SVET Reports
Thursday's Markets Update (October 5, 2023)
On Thursday, Nasdaq fell slightly today in reaction to resilient labor market data, which points to more rate hikes. In the broader market, consumer staples, materials, and industrials led the downside. BTC and ETH tumbled on technicals, confirming the bearish trend. Other news: Hong Kong-based CMCC Global raised $100 million in a crypto fund; the Basel Committee requires banks to disclose their crypto asset holdings.
Details
According to a report by Challenger job cuts slowed in September (47K, below 75K in August) but remain elevated, with technology leading the way. Despite the layoffs, employers also announced plans to add jobs. Also, new unemployment claims rose slightly last week, but remained near a seven-month low. Continuing claims unexpectedly fell, suggesting that the labor market remains strong.
Comment
The Challenger, Gray & Christmas job cuts report is a monthly report that tracks the number of job cuts announced by US employers. The report is compiled from press releases and other publicly available information. The Challenger report is one of the most widely followed measures of job cuts in the US, and it is often cited by economists and the media.

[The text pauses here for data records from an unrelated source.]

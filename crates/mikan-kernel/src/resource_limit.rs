//! Per-category resource limits.
//!
//! One limit object exists per category; processes reference the one for their category.
//! Current values are mostly unaccounted (matching hardware observations, most report zero);
//! the limits themselves gate priority authorization and the like.

use tracing::warn;

use crate::object::{ObjectData, ObjectId};
use crate::Kernel;

#[derive(Debug, Clone, Copy, PartialEq, Eq)]
pub enum ResourceLimitCategory {
    Application = 0,
    SysApplet = 1,
    LibApplet = 2,
    Other = 3,
}

/// Resource name values used by the limit-query syscalls.
#[derive(Debug, Clone, Copy, PartialEq, Eq)]
#[repr(u32)]
pub enum ResourceType {
    Priority = 0,
    Commit = 1,
    Thread = 2,
    Event = 3,
    Mutex = 4,
    Semaphore = 5,
    Timer = 6,
    SharedMemory = 7,
    AddressArbiter = 8,
    CpuTime = 9,
}

#[derive(Debug)]
pub struct ResourceLimit {
    pub category: ResourceLimitCategory,
    pub max_priority: i64,
    pub max_commit: i64,
    pub max_threads: i64,
    pub max_events: i64,
    pub max_mutexes: i64,
    pub max_semaphores: i64,
    pub max_timers: i64,
    pub max_shared_mems: i64,
    pub max_address_arbiters: i64,
    pub max_cpu_time: i64,
}

impl ResourceLimit {
    pub fn for_category(category: ResourceLimitCategory) -> Self {
        match category {
            ResourceLimitCategory::Application => Self {
                category,
                max_priority: 0x18,
                max_commit: 0x400_0000,
                max_threads: 0x20,
                max_events: 0x20,
                max_mutexes: 0x20,
                max_semaphores: 0x8,
                max_timers: 0x8,
                max_shared_mems: 0x10,
                max_address_arbiters: 0x2,
                max_cpu_time: 0x0,
            },
            ResourceLimitCategory::SysApplet => Self {
                category,
                max_priority: 0x4,
                max_commit: 0x5E0_0000,
                max_threads: 0xE,
                max_events: 0x8,
                max_mutexes: 0x8,
                max_semaphores: 0x4,
                max_timers: 0x4,
                max_shared_mems: 0x8,
                max_address_arbiters: 0x1,
                max_cpu_time: 0x2710,
            },
            ResourceLimitCategory::LibApplet => Self {
                category,
                max_priority: 0x4,
                max_commit: 0x60_0000,
                max_threads: 0xE,
                max_events: 0x8,
                max_mutexes: 0x8,
                max_semaphores: 0x4,
                max_timers: 0x4,
                max_shared_mems: 0x8,
                max_address_arbiters: 0x1,
                max_cpu_time: 0x2710,
            },
            ResourceLimitCategory::Other => Self {
                category,
                max_priority: 0x4,
                max_commit: 0x200_0000,
                max_threads: 0x20,
                max_events: 0x20,
                max_mutexes: 0x20,
                max_semaphores: 0x20,
                max_timers: 0x20,
                max_shared_mems: 0x20,
                max_address_arbiters: 0x20,
                max_cpu_time: 0x3E8,
            },
        }
    }

    pub fn max_value(&self, resource: u32) -> i64 {
        match resource {
            r if r == ResourceType::Priority as u32 => self.max_priority,
            r if r == ResourceType::Commit as u32 => self.max_commit,
            r if r == ResourceType::Thread as u32 => self.max_threads,
            r if r == ResourceType::Event as u32 => self.max_events,
            r if r == ResourceType::Mutex as u32 => self.max_mutexes,
            r if r == ResourceType::Semaphore as u32 => self.max_semaphores,
            r if r == ResourceType::Timer as u32 => self.max_timers,
            r if r == ResourceType::SharedMemory as u32 => self.max_shared_mems,
            r if r == ResourceType::AddressArbiter as u32 => self.max_address_arbiters,
            r if r == ResourceType::CpuTime as u32 => self.max_cpu_time,
            _ => {
                warn!(resource, "unknown resource limit name");
                0
            }
        }
    }

    /// Current usage. Mostly unaccounted, matching observed hardware behaviour.
    pub fn current_value(&self, resource: u32) -> i64 {
        if resource > ResourceType::CpuTime as u32 {
            warn!(resource, "unknown resource limit name");
        }
        0
    }
}

impl Kernel {
    pub(crate) fn init_resource_limits(&mut self) {
        for category in [
            ResourceLimitCategory::Application,
            ResourceLimitCategory::SysApplet,
            ResourceLimitCategory::LibApplet,
            ResourceLimitCategory::Other,
        ] {
            let id = self.insert_object(
                format!("resource_limit_{category:?}"),
                ObjectData::ResourceLimit(ResourceLimit::for_category(category)),
            );
            self.resource_limits.push(id);
        }
    }

    pub fn resource_limit_for_category(&self, category: ResourceLimitCategory) -> ObjectId {
        self.resource_limits[category as usize]
    }

    pub(crate) fn resource_limit(&self, id: ObjectId) -> &ResourceLimit {
        match &self.object(id).expect("stale resource limit id").data {
            ObjectData::ResourceLimit(limit) => limit,
            _ => panic!("object {id:?} is not a resource limit"),
        }
    }
}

The Challenger report has a long history, dating back to 1984. The report is generally considered to be reliable, but it is important to note that it is only a measure of announced job cuts. It does not include job cuts that are not announced publicly, such as layoffs at small businesses or government agencies.

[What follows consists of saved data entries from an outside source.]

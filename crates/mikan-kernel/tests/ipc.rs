//! Synchronous IPC: session round trips, teardown while requests are in flight, command
//! buffer translation, and ports.

mod common;

use common::{boot, Fixture};
use mikan_kernel::{
    calling_pid_desc, copy_handles_desc, make_header, mapped_buffer_desc, move_handles_desc,
    static_buffer_desc, ObjectData, ObjectId, ResultCode, ThreadStatus,
    ERR_SESSION_CLOSED_BY_REMOTE, RESULT_SUCCESS, RESULT_TIMEOUT,
};
use mikan_mem::HEAP_VADDR;
use pretty_assertions::assert_eq;

const SVC_CONTROL_MEMORY: u32 = 0x01;
const SVC_CLOSE_HANDLE: u32 = 0x23;
const SVC_WAIT_SYNCHRONIZATION1: u32 = 0x24;
const SVC_CONNECT_TO_PORT: u32 = 0x2D;
const SVC_SEND_SYNC_REQUEST: u32 = 0x32;
const SVC_CREATE_PORT: u32 = 0x47;
const SVC_CREATE_SESSION_TO_PORT: u32 = 0x48;
const SVC_CREATE_SESSION: u32 = 0x49;
const SVC_ACCEPT_SESSION: u32 = 0x4A;
const SVC_REPLY_AND_RECEIVE: u32 = 0x4F;

fn commit_heap(fixture: &mut Fixture, size: u32) -> u32 {
    fixture.svc(
        SVC_CONTROL_MEMORY,
        &[(0, 3), (1, HEAP_VADDR), (2, 0), (3, size), (4, 3)],
    );
    assert_eq!(fixture.result(), RESULT_SUCCESS);
    fixture.reg(1)
}

fn write32(fixture: &mut Fixture, addr: u32, value: u32) {
    let process = fixture.process;
    fixture.kernel.mem_write32(process, addr, value).unwrap();
}

fn read32(fixture: &Fixture, addr: u32) -> u32 {
    fixture.kernel.mem_read32(fixture.process, addr).unwrap()
}

/// Stages a server thread blocked in ReplyAndReceive on the given server-session handle.
/// Returns (server thread, its command buffer, the handle-list address).
fn park_server(fixture: &mut Fixture, server_handle: u32, list_addr: u32) -> (ObjectId, u32) {
    let server = fixture.spawn("server", 20);
    fixture.kernel.reschedule();
    assert_eq!(fixture.current(), server);
    write32(fixture, list_addr, server_handle);
    let server_cmd = fixture.thread(server).command_buffer_address();
    write32(fixture, server_cmd, make_header(0xFFFF, 0, 0));
    fixture.svc(SVC_REPLY_AND_RECEIVE, &[(1, list_addr), (2, 1), (3, 0)]);
    assert_eq!(fixture.current(), fixture.main);
    assert_eq!(fixture.thread(server).status, ThreadStatus::WaitSynchAny);
    (server, server_cmd)
}

#[test]
fn session_round_trip_request_and_reply() {
    let mut fixture = boot();
    fixture.svc(SVC_CREATE_SESSION, &[]);
    assert_eq!(fixture.result(), RESULT_SUCCESS);
    let server_handle = fixture.reg(1);
    let client_handle = fixture.reg(2);
    let list_addr = commit_heap(&mut fixture, 0x1000);
    let (server, server_cmd) = park_server(&mut fixture, server_handle, list_addr);
    // Client request: two normal words.
    let main = fixture.main;
    let main_cmd = fixture.thread(main).command_buffer_address();
    write32(&mut fixture, main_cmd, make_header(0x42, 2, 0));
    write32(&mut fixture, main_cmd + 4, 111);
    write32(&mut fixture, main_cmd + 8, 222);
    fixture.svc(SVC_SEND_SYNC_REQUEST, &[(0, client_handle)]);
    // The client parks until the reply; the server thread picked up the request.
    assert_eq!(fixture.thread(main).status, ThreadStatus::WaitIpc);
    assert_eq!(fixture.current(), server);
    assert_eq!(fixture.reg(0), RESULT_SUCCESS.0);
    assert_eq!(fixture.reg(1), 0);
    // Receive-side translation copied the request into the server's buffer.
    assert_eq!(read32(&fixture, server_cmd), make_header(0x42, 2, 0));
    assert_eq!(read32(&fixture, server_cmd + 4), 111);
    assert_eq!(read32(&fixture, server_cmd + 8), 222);
    // Reply with one word; no further receive (empty handle list).
    write32(&mut fixture, server_cmd, make_header(0x42, 1, 0));
    write32(&mut fixture, server_cmd + 4, 999);
    fixture.svc(
        SVC_REPLY_AND_RECEIVE,
        &[(1, list_addr), (2, 0), (3, server_handle)],
    );
    assert_eq!(fixture.result(), RESULT_SUCCESS);
    assert_eq!(fixture.reg(1), 0);
    // The client woke with success and the translated reply.
    assert_eq!(fixture.thread(main).status, ThreadStatus::Ready);
    assert_eq!(fixture.thread_reg(main, 0), RESULT_SUCCESS.0);
    assert_eq!(read32(&fixture, main_cmd + 4), 999);
}

#[test]
fn reply_with_no_handles_and_no_reply_returns_the_placeholder() {
    let mut fixture = boot();
    let list_addr = commit_heap(&mut fixture, 0x1000);
    let main_cmd = fixture.thread(fixture.main).command_buffer_address();
    write32(&mut fixture, main_cmd, make_header(0xFFFF, 0, 0));
    fixture.svc(SVC_REPLY_AND_RECEIVE, &[(1, list_addr), (2, 0), (3, 0)]);
    assert_eq!(fixture.result(), ResultCode(0xE7E3_FFFF));
    assert_eq!(fixture.reg(1), 0);
}

#[test]
fn destroying_the_server_session_resolves_a_pending_send() {
    let mut fixture = boot();
    fixture.svc(SVC_CREATE_SESSION, &[]);
    let server_handle = fixture.reg(1);
    let client_handle = fixture.reg(2);
    let main = fixture.main;
    let closer = fixture.spawn("closer", 30);
    fixture.svc(SVC_SEND_SYNC_REQUEST, &[(0, client_handle)]);
    assert_eq!(fixture.thread(main).status, ThreadStatus::WaitIpc);
    assert_eq!(fixture.current(), closer);
    // Closing the last server-session handle tears the session down; the blocked client
    // resolves instead of hanging.
    fixture.svc(SVC_CLOSE_HANDLE, &[(0, server_handle)]);
    assert_eq!(fixture.result(), RESULT_SUCCESS);
    assert_eq!(fixture.thread(main).status, ThreadStatus::Ready);
    assert_eq!(fixture.thread_reg(main, 0), ERR_SESSION_CLOSED_BY_REMOTE.0);
    assert_eq!(fixture.thread_reg(main, 0), 0xC920181A);
}

#[test]
fn sending_on_a_session_whose_server_died_fails_immediately() {
    let mut fixture = boot();
    fixture.svc(SVC_CREATE_SESSION, &[]);
    let server_handle = fixture.reg(1);
    let client_handle = fixture.reg(2);
    fixture.svc(SVC_CLOSE_HANDLE, &[(0, server_handle)]);
    fixture.svc(SVC_SEND_SYNC_REQUEST, &[(0, client_handle)]);
    assert_eq!(fixture.result(), ERR_SESSION_CLOSED_BY_REMOTE);
    assert_eq!(fixture.current(), fixture.main);
}

#[test]
fn destroying_the_client_session_wakes_a_waiting_server() {
    let mut fixture = boot();
    fixture.svc(SVC_CREATE_SESSION, &[]);
    let server_handle = fixture.reg(1);
    let client_handle = fixture.reg(2);
    let list_addr = commit_heap(&mut fixture, 0x1000);
    let (server, _) = park_server(&mut fixture, server_handle, list_addr);
    let main = fixture.main;
    fixture.svc(SVC_CLOSE_HANDLE, &[(0, client_handle)]);
    assert_eq!(fixture.thread_reg(main, 0), RESULT_SUCCESS.0);
    // The server's ReplyAndReceive observed the closed session, and the woken server
    // preempts the closing thread.
    assert_eq!(fixture.current(), server);
    assert_eq!(fixture.thread_reg(server, 0), ERR_SESSION_CLOSED_BY_REMOTE.0);
    assert_eq!(fixture.thread_reg(server, 1), 0);
}

#[test]
fn translation_rehomes_handles_pids_and_static_buffers() {
    let mut fixture = boot();
    fixture.svc(0x17, &[(1, 1)]); // sticky event to pass across
    let event_handle = fixture.reg(1);
    fixture.svc(SVC_CREATE_SESSION, &[]);
    let server_handle = fixture.reg(1);
    let client_handle = fixture.reg(2);
    let heap = commit_heap(&mut fixture, 0x2000);
    let list_addr = heap;
    let src_buf = heap + 0x100;
    let dst_buf = heap + 0x200;
    let payload = *b"PINGPONG";
    let process = fixture.process;
    fixture
        .kernel
        .mem_write_block(process, src_buf, &payload)
        .unwrap();
    let (server, server_cmd) = park_server(&mut fixture, server_handle, list_addr);
    // The server declares where static buffer 0 lands.
    write32(&mut fixture, server_cmd + 0x100, static_buffer_desc(8, 0));
    write32(&mut fixture, server_cmd + 0x104, dst_buf);
    // Client request: copy an event handle, ask for the caller's pid, ship a static buffer.
    let main = fixture.main;
    let main_cmd = fixture.thread(main).command_buffer_address();
    write32(&mut fixture, main_cmd, make_header(0x1, 0, 6));
    write32(&mut fixture, main_cmd + 4, copy_handles_desc(1));
    write32(&mut fixture, main_cmd + 8, event_handle);
    write32(&mut fixture, main_cmd + 12, calling_pid_desc());
    write32(&mut fixture, main_cmd + 16, 0);
    write32(&mut fixture, main_cmd + 20, static_buffer_desc(8, 0));
    write32(&mut fixture, main_cmd + 24, src_buf);
    fixture.svc(SVC_SEND_SYNC_REQUEST, &[(0, client_handle)]);
    assert_eq!(fixture.current(), server);
    // The copied handle is a fresh handle to the same object.
    let translated = read32(&fixture, server_cmd + 8);
    assert_ne!(translated, 0);
    assert_ne!(translated, event_handle);
    let table = match &fixture.kernel.object(process).unwrap().data {
        ObjectData::Process(process) => &process.handle_table,
        _ => unreachable!(),
    };
    assert_eq!(table.get(translated), table.get(event_handle));
    // The pid placeholder was filled in.
    assert_eq!(read32(&fixture, server_cmd + 16), 1);
    // The static buffer was copied into the server's declared slot.
    assert_eq!(read32(&fixture, server_cmd + 24), dst_buf);
    let mut got = [0u8; 8];
    fixture
        .kernel
        .mem_read_block(process, dst_buf, &mut got)
        .unwrap();
    assert_eq!(got, payload);
}

#[test]
fn moved_handles_are_closed_in_the_source_table() {
    let mut fixture = boot();
    fixture.svc(0x17, &[(1, 1)]);
    let event_handle = fixture.reg(1);
    fixture.svc(SVC_CREATE_SESSION, &[]);
    let server_handle = fixture.reg(1);
    let client_handle = fixture.reg(2);
    let list_addr = commit_heap(&mut fixture, 0x1000);
    let (server, server_cmd) = park_server(&mut fixture, server_handle, list_addr);
    let main = fixture.main;
    let main_cmd = fixture.thread(main).command_buffer_address();
    write32(&mut fixture, main_cmd, make_header(0x2, 0, 2));
    write32(&mut fixture, main_cmd + 4, move_handles_desc(1));
    write32(&mut fixture, main_cmd + 8, event_handle);
    fixture.svc(SVC_SEND_SYNC_REQUEST, &[(0, client_handle)]);
    assert_eq!(fixture.current(), server);
    let translated = read32(&fixture, server_cmd + 8);
    assert_ne!(translated, 0);
    let process = fixture.process;
    let table = match &fixture.kernel.object(process).unwrap().data {
        ObjectData::Process(process) => &process.handle_table,
        _ => unreachable!(),
    };
    // The source handle is gone; the moved one resolves.
    assert_eq!(table.get(event_handle), None);
    assert!(table.get(translated).is_some());
}

#[test]
fn mapped_buffer_descriptors_fail_back_to_the_client_without_waking_the_server() {
    let mut fixture = boot();
    fixture.svc(SVC_CREATE_SESSION, &[]);
    let server_handle = fixture.reg(1);
    let client_handle = fixture.reg(2);
    let heap = commit_heap(&mut fixture, 0x1000);
    let (server, _) = park_server(&mut fixture, server_handle, heap);
    let main = fixture.main;
    let main_cmd = fixture.thread(main).command_buffer_address();
    write32(&mut fixture, main_cmd, make_header(0x3, 0, 2));
    write32(&mut fixture, main_cmd + 4, mapped_buffer_desc(0x10, 2));
    write32(&mut fixture, main_cmd + 8, heap + 0x800);
    fixture.svc(SVC_SEND_SYNC_REQUEST, &[(0, client_handle)]);
    // Deterministic translation error straight back to the client; the server stays parked.
    assert_eq!(fixture.result(), ResultCode(0xC8A01836));
    assert_eq!(fixture.current(), main);
    assert_eq!(fixture.thread(server).status, ThreadStatus::WaitSynchAny);
}

fn write_port_name(fixture: &mut Fixture, addr: u32, name: &[u8]) {
    let process = fixture.process;
    let mut bytes = name.to_vec();
    bytes.push(0);
    fixture.kernel.mem_write_block(process, addr, &bytes).unwrap();
}

#[test]
fn named_ports_connect_accept_and_enforce_their_session_limit() {
    let mut fixture = boot();
    let heap = commit_heap(&mut fixture, 0x1000);
    write_port_name(&mut fixture, heap, b"srv:test");
    fixture.svc(SVC_CREATE_PORT, &[(2, heap), (3, 1)]);
    assert_eq!(fixture.result(), RESULT_SUCCESS);
    let server_port = fixture.reg(1);
    let _client_port = fixture.reg(2);
    // The server port is a wait object: nothing pending yet.
    fixture.svc(SVC_WAIT_SYNCHRONIZATION1, &[(0, server_port), (2, 0), (3, 0)]);
    assert_eq!(fixture.result(), RESULT_TIMEOUT);
    fixture.svc(SVC_CONNECT_TO_PORT, &[(1, heap)]);
    assert_eq!(fixture.result(), RESULT_SUCCESS);
    // A pending session signals the port.
    fixture.svc(SVC_WAIT_SYNCHRONIZATION1, &[(0, server_port), (2, 0), (3, 0)]);
    assert_eq!(fixture.result(), RESULT_SUCCESS);
    fixture.svc(SVC_ACCEPT_SESSION, &[(1, server_port)]);
    assert_eq!(fixture.result(), RESULT_SUCCESS);
    assert_ne!(fixture.reg(1), 0);
    // The connection limit counts live sessions.
    fixture.svc(SVC_CONNECT_TO_PORT, &[(1, heap)]);
    assert_eq!(fixture.result(), ResultCode(0xD0401834));
    fixture.svc(SVC_ACCEPT_SESSION, &[(1, server_port)]);
    assert_eq!(fixture.result(), ResultCode(0xD8401823));
}

#[test]
fn create_session_to_port_shares_the_limit() {
    let mut fixture = boot();
    let heap = commit_heap(&mut fixture, 0x1000);
    write_port_name(&mut fixture, heap, b"srv:one");
    fixture.svc(SVC_CREATE_PORT, &[(2, heap), (3, 1)]);
    let client_port = fixture.reg(2);
    fixture.svc(SVC_CREATE_SESSION_TO_PORT, &[(1, client_port)]);
    assert_eq!(fixture.result(), RESULT_SUCCESS);
    fixture.svc(SVC_CREATE_SESSION_TO_PORT, &[(1, client_port)]);
    assert_eq!(fixture.result(), ResultCode(0xD0401834));
}

#[test]
fn port_name_lookup_failures() {
    let mut fixture = boot();
    let heap = commit_heap(&mut fixture, 0x1000);
    write_port_name(&mut fixture, heap, b"nobody:home");
    fixture.svc(SVC_CONNECT_TO_PORT, &[(1, heap)]);
    assert_eq!(fixture.result(), ResultCode(0xD88007FA));
    write_port_name(&mut fixture, heap, b"way-too-long-name");
    fixture.svc(SVC_CONNECT_TO_PORT, &[(1, heap)]);
    assert_eq!(fixture.result(), ResultCode(0xE0E0181E));
    // An unmapped name pointer reports not-found, matching hardware.
    fixture.svc(SVC_CONNECT_TO_PORT, &[(1, 0x3F00_0000)]);
    assert_eq!(fixture.result(), ResultCode(0xD88007FA));
}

The Challenger report has been used to predict recessions in the past, but it is not a perfect predictor. For example, the Challenger report showed a sharp increase in job cuts in the months leading up to the 2008 recession, but it did not predict the timing of the recession accurately.
The Challenger report is often compared to the Bureau of Labor Statistics (BLS) Job Openings and Labor Turnover Survey (JOLTS) report. The JOLTS report is a monthly report that tracks the number of job openings, hires, and separations in the US. The JOLTS report is considered to be more comprehensive than the Challenger report, but it is also less timely. The JOLTS report is released about 30 days after the end of the month that it covers, while the Challenger report is released about 10 days after the end of the month that it covers.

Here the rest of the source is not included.